Task: All of the entries below are to be copied word for word.

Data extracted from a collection
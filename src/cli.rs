//! CLI argument definitions using clap derive macros.

use std::path::PathBuf;

use clap::{Parser, Subcommand};
use fetchq_core::config::MAX_POOL_SIZE;
use url::Url;

/// Prioritized, cached HTTP fetching with resumable downloads.
#[derive(Parser, Debug)]
#[command(name = "fetchq")]
#[command(author, version, about)]
pub struct Args {
    /// Increase output verbosity (-v for debug, -vv for trace)
    #[arg(short, long, action = clap::ArgAction::Count, global = true)]
    pub verbose: u8,

    /// Suppress non-error output
    #[arg(short, long, global = true)]
    pub quiet: bool,

    /// JSON engine config file
    #[arg(long, value_name = "PATH", global = true)]
    pub config: Option<PathBuf>,

    /// Number of network workers (overrides the config file)
    #[arg(short = 'w', long, global = true, value_parser = parse_workers)]
    pub workers: Option<usize>,

    #[command(subcommand)]
    pub command: Command,
}

#[derive(Subcommand, Debug)]
pub enum Command {
    /// Fetch a URL and print the response body
    Get {
        /// The http(s) URL to fetch
        #[arg(value_parser = parse_http_url)]
        url: String,
    },

    /// Download a URL into a file, resuming a previous partial transfer
    Download {
        /// The http(s) URL to download
        #[arg(value_parser = parse_http_url)]
        url: String,

        /// Where to store the file
        path: PathBuf,
    },
}

fn parse_http_url(raw: &str) -> Result<String, String> {
    let url = Url::parse(raw).map_err(|e| format!("invalid URL `{raw}`: {e}"))?;
    match url.scheme() {
        "http" | "https" => Ok(url.to_string()),
        other => Err(format!("unsupported scheme `{other}`, expected http or https")),
    }
}

fn parse_workers(raw: &str) -> Result<usize, String> {
    let workers: usize = raw.parse().map_err(|e| format!("invalid worker count `{raw}`: {e}"))?;
    if (2..=MAX_POOL_SIZE).contains(&workers) {
        Ok(workers)
    } else {
        Err(format!("worker count must be between 2 and {MAX_POOL_SIZE}"))
    }
}

#[cfg(test)]
mod tests {
    use super::*;

    #[test]
    fn test_cli_get_parses_url() {
        let args = Args::try_parse_from(["fetchq", "get", "https://example.com/a"]).unwrap();
        assert_eq!(args.verbose, 0);
        assert!(!args.quiet);
        match args.command {
            Command::Get { url } => assert_eq!(url, "https://example.com/a"),
            Command::Download { .. } => panic!("expected get"),
        }
    }

    #[test]
    fn test_cli_download_takes_url_and_path() {
        let args =
            Args::try_parse_from(["fetchq", "download", "http://example.com/f.iso", "/tmp/f.iso"])
                .unwrap();
        match args.command {
            Command::Download { url, path } => {
                assert_eq!(url, "http://example.com/f.iso");
                assert_eq!(path, PathBuf::from("/tmp/f.iso"));
            }
            Command::Get { .. } => panic!("expected download"),
        }
    }

    #[test]
    fn test_cli_global_flags_after_subcommand() {
        let args = Args::try_parse_from([
            "fetchq",
            "get",
            "https://example.com",
            "-vv",
            "--workers",
            "6",
            "--config",
            "/etc/fetchq.json",
        ])
        .unwrap();
        assert_eq!(args.verbose, 2);
        assert_eq!(args.workers, Some(6));
        assert_eq!(args.config, Some(PathBuf::from("/etc/fetchq.json")));
    }

    #[test]
    fn test_cli_rejects_non_http_scheme() {
        let err = Args::try_parse_from(["fetchq", "get", "ftp://example.com/a"]).unwrap_err();
        assert_eq!(err.kind(), clap::error::ErrorKind::ValueValidation);
    }

    #[test]
    fn test_cli_rejects_out_of_range_workers() {
        let err = Args::try_parse_from(["fetchq", "-w", "1", "get", "https://example.com"])
            .unwrap_err();
        assert_eq!(err.kind(), clap::error::ErrorKind::ValueValidation);
    }

    #[test]
    fn test_cli_requires_subcommand() {
        assert!(Args::try_parse_from(["fetchq"]).is_err());
    }

    #[test]
    fn test_cli_version_flag_shows_version() {
        let err = Args::try_parse_from(["fetchq", "--version"]).unwrap_err();
        assert_eq!(err.kind(), clap::error::ErrorKind::DisplayVersion);
    }
}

Task output:
filename src/cli.rs
//! CLI argument definitions using clap derive macros.

use std::path::PathBuf;

use clap::{Parser, Subcommand};
use fetchq_core::config::MAX_POOL_SIZE;
use url::Url;

/// Prioritized, cached HTTP fetching with resumable downloads.
#[derive(Parser, Debug)]
#[command(name = "fetchq")]
#[command(author, version, about)]
pub struct Args {
    /// Increase output verbosity (-v for debug, -vv for trace)
    #[arg(short, long, action = clap::ArgAction::Count, global = true)]
    pub verbose: u8,

    /// Suppress non-error output
    #[arg(short, long, global = true)]
    pub quiet: bool,

    /// JSON engine config file
    #[arg(long, value_name = "PATH", global = true)]
    pub config: Option<PathBuf>,

    /// Number of network workers (overrides the config file)
    #[arg(short = 'w', long, global = true, value_parser = parse_workers)]
    pub workers: Option<usize>,

    #[command(subcommand)]
    pub command: Command,
}

#[derive(Subcommand, Debug)]
pub enum Command {
    /// Fetch a URL and print the response body
    Get {
        /// The http(s) URL to fetch
        #[arg(value_parser = parse_http_url)]
        url: String,
    },

    /// Download a URL into a file, resuming a previous partial transfer
    Download {
        /// The http(s) URL to download
        #[arg(value_parser = parse_http_url)]
        url: String,

        /// Where to store the file
        path: PathBuf,
    },
}

fn parse_http_url(raw: &str) -> Result<String, String> {
    let url = Url::parse(raw).map_err(|e| format!("invalid URL `{raw}`: {e}"))?;
    match url.scheme() {
        "http" | "https" => Ok(url.to_string()),
        other => Err(format!("unsupported scheme `{other}`, expected http or https")),
    }
}

fn parse_workers(raw: &str) -> Result<usize, String> {
    let workers: usize = raw.parse().map_err(|e| format!("invalid worker count `{raw}`: {e}"))?;
    if (2..=MAX_POOL_SIZE).contains(&workers) {
        Ok(workers)
    } else {
        Err(format!("worker count must be between 2 and {MAX_POOL_SIZE}"))
    }
}

#[cfg(test)]
mod tests {
    use super::*;

    #[test]
    fn test_cli_get_parses_url() {
        let args = Args::try_parse_from(["fetchq", "get", "https://example.com/a"]).unwrap();
        assert_eq!(args.verbose, 0);
        assert!(!args.quiet);
        match args.command {
            Command::Get { url } => assert_eq!(url, "https://example.com/a"),
            Command::Download { .. } => panic!("expected get"),
        }
    }

    #[test]
    fn test_cli_download_takes_url_and_path() {
        let args =
            Args::try_parse_from(["fetchq", "download", "http://example.com/f.iso", "/tmp/f.iso"])
                .unwrap();
        match args.command {
            Command::Download { url, path } => {
                assert_eq!(url, "http://example.com/f.iso");
                assert_eq!(path, PathBuf::from("/tmp/f.iso"));
            }
            Command::Get { .. } => panic!("expected download"),
        }
    }

    #[test]
    fn test_cli_global_flags_after_subcommand() {
        let args = Args::try_parse_from([
            "fetchq",
            "get",
            "https://example.com",
            "-vv",
            "--workers",
            "6",
            "--config",
            "/etc/fetchq.json",
        ])
        .unwrap();
        assert_eq!(args.verbose, 2);
        assert_eq!(args.workers, Some(6));
        assert_eq!(args.config, Some(PathBuf::from("/etc/fetchq.json")));
    }

    #[test]
    fn test_cli_rejects_non_http_scheme() {
        let err = Args::try_parse_from(["fetchq", "get", "ftp://example.com/a"]).unwrap_err();
        assert_eq!(err.kind(), clap::error::ErrorKind::ValueValidation);
    }

    #[test]
    fn test_cli_rejects_out_of_range_workers() {
        let err = Args::try_parse_from(["fetchq", "-w", "1", "get", "https://example.com"])
            .unwrap_err();
        assert_eq!(err.kind(), clap::error::ErrorKind::ValueValidation);
    }

    #[test]
    fn test_cli_requires_subcommand() {
        assert!(Args::try_parse_from(["fetchq"]).is_err());
    }

    #[test]
    fn test_cli_version_flag_shows_version() {
        let err = Args::try_parse_from(["fetchq", "--version"]).unwrap_err();
        assert_eq!(err.kind(), clap::error::ErrorKind::DisplayVersion);
    }
}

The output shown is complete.